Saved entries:
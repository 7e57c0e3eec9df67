use thiserror::Error;

/// Result alias used throughout the crate.
pub type Result<T, E = Error> = core::result::Result<T, E>;

/// Errors reported by the buffer and the stream readers.
///
/// Every error is reported synchronously to the call that caused it. Network
/// data can never produce one: a delimiter that does not show up is not an
/// error, it simply yields no record.
#[derive(Error, Debug, Clone, PartialEq, Eq)]
pub enum Error {
    /// The allocator refused to grow the buffer.
    ///
    /// The reader that reported this should be discarded.
    #[error("out of memory: cannot grow buffer to {requested} bytes")]
    OutOfMemory { requested: usize },
    /// Growing the buffer would exceed the configured `max_capacity`.
    #[error("buffer limit exceeded: {requested} bytes requested, limit is {limit}")]
    CapacityExceeded { requested: usize, limit: usize },
    /// The caller violated the contract of an operation. State is unchanged.
    #[error("invalid argument: {0}")]
    InvalidArgument(#[from] InvalidArgument),
}

/// Contract violations detected before any state is touched.
#[derive(Error, Debug, Clone, PartialEq, Eq)]
pub enum InvalidArgument {
    #[error("delimiter must not be empty")]
    EmptyDelimiter,
    #[error("cannot commit {requested} bytes, only {available} are available")]
    CommitOverflow { requested: usize, available: usize },
    #[error("cannot drop before offset {offset}, buffer ends at {len}")]
    DropBeyondEnd { offset: usize, len: usize },
    #[error("cannot skip {requested} bytes, only {available} are unread")]
    SkipBeyondEnd { requested: usize, available: usize },
    #[error("span at offset {offset} was compacted away (history starts at {base})")]
    SpanCompacted { offset: usize, base: usize },
    #[error("span ends at {end}, past the end of the stream at {len}")]
    SpanOutOfRange { end: usize, len: usize },
}
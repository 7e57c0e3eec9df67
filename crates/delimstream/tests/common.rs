#![allow(dead_code)]

use delimstream::{ReaderOptions, RecordKind, StreamReader, produce_chunks};

pub const REQUEST: &[u8] = b"POST /submit HTTP/1.1\r\n\
Host: example.org\r\n\
Content-Length: 11\r\n\
\r\n\
hello worldGET /next HTTP/1.1\r\n\r\n";

/// A decoded request: request line, header lines, body.
#[derive(Debug, Default, Clone, PartialEq, Eq)]
pub struct Request {
    pub line: Vec<u8>,
    pub headers: Vec<Vec<u8>>,
    pub body: Vec<u8>,
}

#[derive(Debug, Clone, Copy, PartialEq, Eq)]
enum Phase {
    Line,
    Headers,
    Body(usize),
}

/// Minimal HTTP/1.1 request framer driven by a `StreamReader`: one delimiter
/// per request line, a repeating one for headers, and `skip` for the body.
pub struct RequestFramer {
    reader: StreamReader,
    phase: Phase,
    current: Request,
    pending: Vec<u8>,
    pub done: Vec<Request>,
}

impl RequestFramer {
    pub fn new(options: ReaderOptions) -> Self {
        let mut reader = StreamReader::new(options);
        reader.read_until_string(b"\r\n", false).unwrap();
        Self {
            reader,
            phase: Phase::Line,
            current: Request::default(),
            pending: Vec::new(),
            done: Vec::new(),
        }
    }

    pub fn push(&mut self, chunk: &[u8]) {
        // Append only. Records are pulled one at a time below, since each one
        // can change how the rest of the stream is read.
        let _ = self.reader.feed(chunk).unwrap();
        loop {
            if let Phase::Body(remaining) = self.phase {
                let available = self.reader.buffer_data().len().min(remaining);
                self.current
                    .body
                    .extend_from_slice(&self.reader.buffer_data()[..available]);
                self.reader.skip(available).unwrap();
                if available < remaining {
                    self.phase = Phase::Body(remaining - available);
                    return;
                }
                self.finish_request();
                continue;
            }
            let Some((kind, bytes)) = self
                .reader
                .records()
                .next()
                .map(|r| (r.kind(), r.bytes.to_vec()))
            else {
                return;
            };
            self.pending.extend_from_slice(&bytes);
            if kind == RecordKind::Complete {
                let record = std::mem::take(&mut self.pending);
                self.on_record(record);
            }
        }
    }

    fn on_record(&mut self, record: Vec<u8>) {
        match self.phase {
            Phase::Line => {
                self.current.line = record;
                self.phase = Phase::Headers;
                self.reader.read_until_string(b"\r\n", true).unwrap();
            }
            Phase::Headers if record.is_empty() => {
                let length = self
                    .current
                    .headers
                    .iter()
                    .find_map(|h| h.strip_prefix(b"Content-Length: "))
                    .map_or(0, |v| std::str::from_utf8(v).unwrap().parse().unwrap());
                self.phase = Phase::Body(length);
            }
            Phase::Headers => self.current.headers.push(record),
            Phase::Body(_) => unreachable!("records are not read during the body"),
        }
    }

    fn finish_request(&mut self) {
        self.done.push(std::mem::take(&mut self.current));
        self.phase = Phase::Line;
        self.reader.read_until_string(b"\r\n", false).unwrap();
    }
}

pub fn frame(payload: &[u8], parts: usize, options: ReaderOptions) -> Vec<Request> {
    let mut framer = RequestFramer::new(options);
    for chunk in produce_chunks(payload, parts) {
        framer.push(chunk);
    }
    framer.done
}
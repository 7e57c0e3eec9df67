/// Whether a record ended at its delimiter.
#[derive(Debug, Clone, Copy, PartialEq, Eq, Hash)]
#[cfg_attr(feature = "serde", derive(serde::Serialize))]
pub enum RecordKind {
    /// The delimiter was found. It is not part of the record.
    Complete,
    /// The buffered input ran out first. The record continues in later
    /// records; every byte reported here is known not to begin a delimiter.
    Partial,
}

/// A record located by offset, detached from the buffer that holds it.
///
/// [`StreamReader`](crate::StreamReader) offsets are relative to its buffer
/// at the time the span was produced. [`PersistentStreamReader`] offsets are
/// absolute positions in the stream and are resolved with
/// [`PersistentStreamReader::resolve`].
///
/// [`PersistentStreamReader`]: crate::PersistentStreamReader
/// [`PersistentStreamReader::resolve`]: crate::PersistentStreamReader::resolve
#[derive(Debug, Clone, Copy, PartialEq, Eq, Hash)]
#[cfg_attr(feature = "serde", derive(serde::Serialize))]
pub struct Span {
    pub offset: usize,
    pub len: usize,
    pub kind: RecordKind,
}

impl Span {
    #[inline]
    #[must_use]
    pub fn end(&self) -> usize {
        self.offset + self.len
    }

    #[inline]
    #[must_use]
    pub fn is_complete(&self) -> bool {
        self.kind == RecordKind::Complete
    }
}

/// A zero-copy record borrowed from a reader's buffer.
///
/// The borrow ends before the reader can be written to again, so a record
/// can never observe compaction or reallocation. Copy the bytes out to keep
/// them longer.
#[derive(Clone, Copy, PartialEq, Eq)]
pub struct Record<'a> {
    pub span: Span,
    pub bytes: &'a [u8],
}

impl Record<'_> {
    #[inline]
    #[must_use]
    pub fn kind(&self) -> RecordKind {
        self.span.kind
    }

    #[inline]
    #[must_use]
    pub fn is_complete(&self) -> bool {
        self.span.is_complete()
    }
}

impl core::fmt::Debug for Record<'_> {
    fn fmt(&self, f: &mut core::fmt::Formatter<'_>) -> core::fmt::Result {
        f.debug_struct("Record")
            .field("kind", &self.span.kind)
            .field("offset", &self.span.offset)
            .field("bytes", &bstr::BStr::new(self.bytes))
            .finish()
    }
}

| WORK ORDER |
Begin with the first line of the records and reproduce each line as is, ending with the line that holds "caused it. Network".

| TASK SOLUTION |
repository 7e57c0e3eec9df67
use thiserror::Error;

/// Result alias used throughout the crate.
pub type Result<T, E = Error> = core::result::Result<T, E>;

/// Errors reported by the buffer and the stream readers.
///
/// Every error is reported synchronously to the call that caused it. Network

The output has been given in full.